Uh… you see, yaar, creativity has this problem, sometimes it’ll be liked, sometimes it won’t. It’s unfortunate that perhaps we expected something more popular from this music, and it isn’t that. See, this is very subjective. You will find enough people who like that also, I think. But perhaps one has decide at some level to take the Commonwealth Games and say, everything is wrong. Ek predisposed idea ho gaya hai – Commonwealth hai, sab kuch kharab hai. Paani aa gaya, dengue aa gaya, traffic aa gaya, yeh ho gaya, woh ho gaya… sab kuch galat hai. Ek wrong footing par aa gaya hai games, and the song is also caught up in that.

Also, I think the whole spectacle is a reflection of how little we appreciate sporting events in our country. We as it is are quick to demean it, and of course all these recent controversies in cricket etc are not helping it either. It’s a slightly grey area for us.

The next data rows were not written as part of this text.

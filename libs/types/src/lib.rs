//! Types library for the market-data store
//!
//! Core type definitions shared by the storage service and its callers.
//!
//! # Modules
//! - `ids`: Key-safe identifiers (MarketId, PartyId, OrderId, TradeId)
//! - `order`: Versioned order types
//! - `trade`: Trade execution types
//! - `account`: Account and balance types
//! - `candle`: OHLCV candles and intervals
//! - `errors`: Error taxonomy

// Public modules
pub mod ids;
pub mod order;
pub mod trade;
pub mod account;
pub mod candle;
pub mod errors;

// Library version constant
pub const LIB_VERSION: &str = "1.0.0";

/// Prelude module for convenient imports
pub mod prelude {
    pub use crate::ids::*;
    pub use crate::order::*;
    pub use crate::trade::*;
    pub use crate::account::*;
    pub use crate::candle::*;
    pub use crate::errors::*;
}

A Bollywood superstar, brand ambassador for a state, a little later is brand ambassador for another state with a completely different political ideology…?
You can see it one way, I see it the other way, like I am affiliated to, say, Pepsi. If I leave Pepsi, and later Coke tells me to do something for them, I’d do it. I have no issues, whether Coke and Pepsi have different ideologies or not. See, I’m called for a job, I’d do it. I used to endorse a computer company; they don’t use me any more, for the last one and half years. There’s another computer company that just called me, and I said of course I’ll do it. Of course I believe both the companies are good at their job. And I believe it is my job to tell people about what the good points of either company are. I’m not lying in either case.

If I’m called to launch the Delhi Eye, I’ll say okay, I’ll come, I was excited by the London Eye, so if there’s something like that opening here, and I’m called, I’ll come. Tomorrow if I’m called to launch the Chennai Eye, I’ll go and do it, or the Bhopal Eye, or the Lucknow Eye. There’s no political line, as far as I see it.